- **Required work**: Please write out each entry exactly as it appears.

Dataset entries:
┄┄┄┄┄┄┄┄┄┄┄┄┄┄┄┄┄┄┄┄

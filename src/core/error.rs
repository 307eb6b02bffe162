// src/core/error.rs

use std::time::Duration;
use thiserror::Error;

use crate::core::models::Phase;

/// Raised when a raw target string is rejected before a run is created.
#[derive(Debug, Clone, PartialEq, Eq, Error)]
pub enum ValidationError {
    #[error("please enter a target domain")]
    Empty,

    #[error("'{input}' is not a valid domain name ({reason})")]
    Malformed { input: String, reason: &'static str },
}

/// A single probe's failure. Recoverable: the candidate is skipped.
#[derive(Debug, Error)]
pub enum ProbeError {
    #[error("timed out after {0:?}")]
    Timeout(Duration),

    #[error("DNS error: {0}")]
    Dns(String),

    #[error("I/O error: {0}")]
    Io(#[from] std::io::Error),

    #[error("HTTP error: {0}")]
    Http(#[from] reqwest::Error),

    #[error("invalid URL: {0}")]
    Url(#[from] url::ParseError),

    #[error("TLS error: {0}")]
    Tls(String),

    #[error("{phase} probe cannot handle candidate '{candidate}'")]
    Unsupported { phase: Phase, candidate: String },
}

/// Errors that keep a scan from starting.
#[derive(Debug, Error)]
pub enum ScanError {
    #[error(transparent)]
    Validation(#[from] ValidationError),

    #[error("a scan is already running")]
    AlreadyRunning,

    #[error("invalid candidate list: {0}")]
    Candidates(String),
}

/// Errors raised while handing a report to durable storage.
#[derive(Debug, Error)]
pub enum ReportError {
    #[error("failed to write report to {path}: {source}")]
    Write {
        path: String,
        #[source]
        source: std::io::Error,
    },

    #[error("failed to serialize report: {0}")]
    Serialize(#[from] serde_json::Error),
}
// src/core/scanner/mod.rs

// Every phase is backed by one probe. The orchestrator only sees the `Probe`
// trait, so real network probes and deterministic test fakes are interchangeable.
pub mod dns_scanner;
pub mod headers_scanner;
pub mod path_scanner;
pub mod port_scanner;
pub mod ssl_scanner;
pub mod vuln_scanner;

use async_trait::async_trait;
use std::sync::Arc;
use std::time::Duration;

use crate::config::ScanSettings;
use crate::core::error::ProbeError;
use crate::core::knowledge_base::Candidate;
use crate::core::models::{FindingKind, Phase};
use crate::core::target::Target;

use self::dns_scanner::SubdomainProbe;
use self::path_scanner::PathProbe;
use self::port_scanner::PortProbe;
use self::vuln_scanner::VulnerabilityProbe;

/// A pluggable capability that checks one candidate against a target.
///
/// `Ok(None)` means "not present". Implementations are expected to bound
/// their own latency; the orchestrator never times a probe out.
#[async_trait]
pub trait Probe: Send + Sync {
    /// The phase this probe serves.
    fn phase(&self) -> Phase;

    async fn probe(&self, candidate: &Candidate, target: &Target) -> Result<Option<FindingKind>, ProbeError>;
}

/// One probe per phase, injected into the orchestrator.
#[derive(Clone)]
pub struct ProbeSet {
    subdomains: Arc<dyn Probe>,
    ports: Arc<dyn Probe>,
    directories: Arc<dyn Probe>,
    vulnerabilities: Arc<dyn Probe>,
}

impl ProbeSet {
    pub fn new(
        subdomains: Arc<dyn Probe>,
        ports: Arc<dyn Probe>,
        directories: Arc<dyn Probe>,
        vulnerabilities: Arc<dyn Probe>,
    ) -> Self {
        Self { subdomains, ports, directories, vulnerabilities }
    }

    /// Builds the real DNS, TCP and HTTP probes from the scan settings.
    pub fn network(settings: &ScanSettings) -> Result<Self, ProbeError> {
        let timeout = settings.probe_timeout();
        Ok(Self::new(
            Arc::new(SubdomainProbe::new(timeout)),
            Arc::new(PortProbe::new(timeout)),
            Arc::new(PathProbe::new(timeout, &settings.user_agent)?),
            Arc::new(VulnerabilityProbe::new(timeout, &settings.user_agent)?),
        ))
    }

    pub fn for_phase(&self, phase: Phase) -> &dyn Probe {
        match phase {
            Phase::Subdomains => self.subdomains.as_ref(),
            Phase::Ports => self.ports.as_ref(),
            Phase::Directories => self.directories.as_ref(),
            Phase::Vulnerabilities => self.vulnerabilities.as_ref(),
        }
    }
}

/// Error returned when a probe is handed a candidate of another phase.
pub(crate) fn unsupported(phase: Phase, candidate: &Candidate) -> ProbeError {
    ProbeError::Unsupported { phase, candidate: candidate.to_string() }
}

/// Runs `fut` under the probe timeout, mapping expiry to `ProbeError::Timeout`.
pub(crate) async fn with_timeout<T, F>(timeout: Duration, fut: F) -> Result<T, ProbeError>
where
    F: std::future::Future<Output = Result<T, ProbeError>>,
{
    tokio::time::timeout(timeout, fut)
        .await
        .unwrap_or(Err(ProbeError::Timeout(timeout)))
}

┄┄┄┄┄┄┄┄┄┄┄┄┄┄┄┄┄┄┄┄

- **Response to the exercise**:
filename src/core/error.rs
repository 307eb6b02bffe162
// src/core/error.rs

use std::time::Duration;
use thiserror::Error;

use crate::core::models::Phase;

/// Raised when a raw target string is rejected before a run is created.
#[derive(Debug, Clone, PartialEq, Eq, Error)]
pub enum ValidationError {
    #[error("please enter a target domain")]
    Empty,

    #[error("'{input}' is not a valid domain name ({reason})")]
    Malformed { input: String, reason: &'static str },
}

/// A single probe's failure. Recoverable: the candidate is skipped.
#[derive(Debug, Error)]
pub enum ProbeError {
    #[error("timed out after {0:?}")]
    Timeout(Duration),

    #[error("DNS error: {0}")]
    Dns(String),

    #[error("I/O error: {0}")]
    Io(#[from] std::io::Error),

    #[error("HTTP error: {0}")]
    Http(#[from] reqwest::Error),

    #[error("invalid URL: {0}")]
    Url(#[from] url::ParseError),

    #[error("TLS error: {0}")]
    Tls(String),

    #[error("{phase} probe cannot handle candidate '{candidate}'")]
    Unsupported { phase: Phase, candidate: String },
}

/// Errors that keep a scan from starting.
#[derive(Debug, Error)]
pub enum ScanError {
    #[error(transparent)]
    Validation(#[from] ValidationError),

    #[error("a scan is already running")]
    AlreadyRunning,

    #[error("invalid candidate list: {0}")]
    Candidates(String),
}

/// Errors raised while handing a report to durable storage.
#[derive(Debug, Error)]
pub enum ReportError {
    #[error("failed to write report to {path}: {source}")]
    Write {
        path: String,
        #[source]
        source: std::io::Error,
    },

    #[error("failed to serialize report: {0}")]
    Serialize(#[from] serde_json::Error),
}
// src/core/scanner/mod.rs

// Every phase is backed by one probe. The orchestrator only sees the `Probe`
// trait, so real network probes and deterministic test fakes are interchangeable.
pub mod dns_scanner;
pub mod headers_scanner;
pub mod path_scanner;
pub mod port_scanner;
pub mod ssl_scanner;
pub mod vuln_scanner;

use async_trait::async_trait;
use std::sync::Arc;
use std::time::Duration;

use crate::config::ScanSettings;
use crate::core::error::ProbeError;
use crate::core::knowledge_base::Candidate;
use crate::core::models::{FindingKind, Phase};
use crate::core::target::Target;

use self::dns_scanner::SubdomainProbe;
use self::path_scanner::PathProbe;
use self::port_scanner::PortProbe;
use self::vuln_scanner::VulnerabilityProbe;

/// A pluggable capability that checks one candidate against a target.
///
/// `Ok(None)` means "not present". Implementations are expected to bound
/// their own latency; the orchestrator never times a probe out.
#[async_trait]
pub trait Probe: Send + Sync {
    /// The phase this probe serves.
    fn phase(&self) -> Phase;

    async fn probe(&self, candidate: &Candidate, target: &Target) -> Result<Option<FindingKind>, ProbeError>;
}

/// One probe per phase, injected into the orchestrator.
#[derive(Clone)]
pub struct ProbeSet {
    subdomains: Arc<dyn Probe>,
    ports: Arc<dyn Probe>,
    directories: Arc<dyn Probe>,
    vulnerabilities: Arc<dyn Probe>,
}

impl ProbeSet {
    pub fn new(
        subdomains: Arc<dyn Probe>,
        ports: Arc<dyn Probe>,
        directories: Arc<dyn Probe>,
        vulnerabilities: Arc<dyn Probe>,
    ) -> Self {
        Self { subdomains, ports, directories, vulnerabilities }
    }

    /// Builds the real DNS, TCP and HTTP probes from the scan settings.
    pub fn network(settings: &ScanSettings) -> Result<Self, ProbeError> {
        let timeout = settings.probe_timeout();
        Ok(Self::new(
            Arc::new(SubdomainProbe::new(timeout)),
            Arc::new(PortProbe::new(timeout)),
            Arc::new(PathProbe::new(timeout, &settings.user_agent)?),
            Arc::new(VulnerabilityProbe::new(timeout, &settings.user_agent)?),
        ))
    }

    pub fn for_phase(&self, phase: Phase) -> &dyn Probe {
        match phase {
            Phase::Subdomains => self.subdomains.as_ref(),
            Phase::Ports => self.ports.as_ref(),
            Phase::Directories => self.directories.as_ref(),
            Phase::Vulnerabilities => self.vulnerabilities.as_ref(),
        }
    }
}

/// Error returned when a probe is handed a candidate of another phase.
pub(crate) fn unsupported(phase: Phase, candidate: &Candidate) -> ProbeError {
    ProbeError::Unsupported { phase, candidate: candidate.to_string() }
}

/// Runs `fut` under the probe timeout, mapping expiry to `ProbeError::Timeout`.
pub(crate) async fn with_timeout<T, F>(timeout: Duration, fut: F) -> Result<T, ProbeError>
where
    F: std::future::Future<Output = Result<T, ProbeError>>,
{
    tokio::time::timeout(timeout, fut)
        .await
        .unwrap_or(Err(ProbeError::Timeout(timeout)))
}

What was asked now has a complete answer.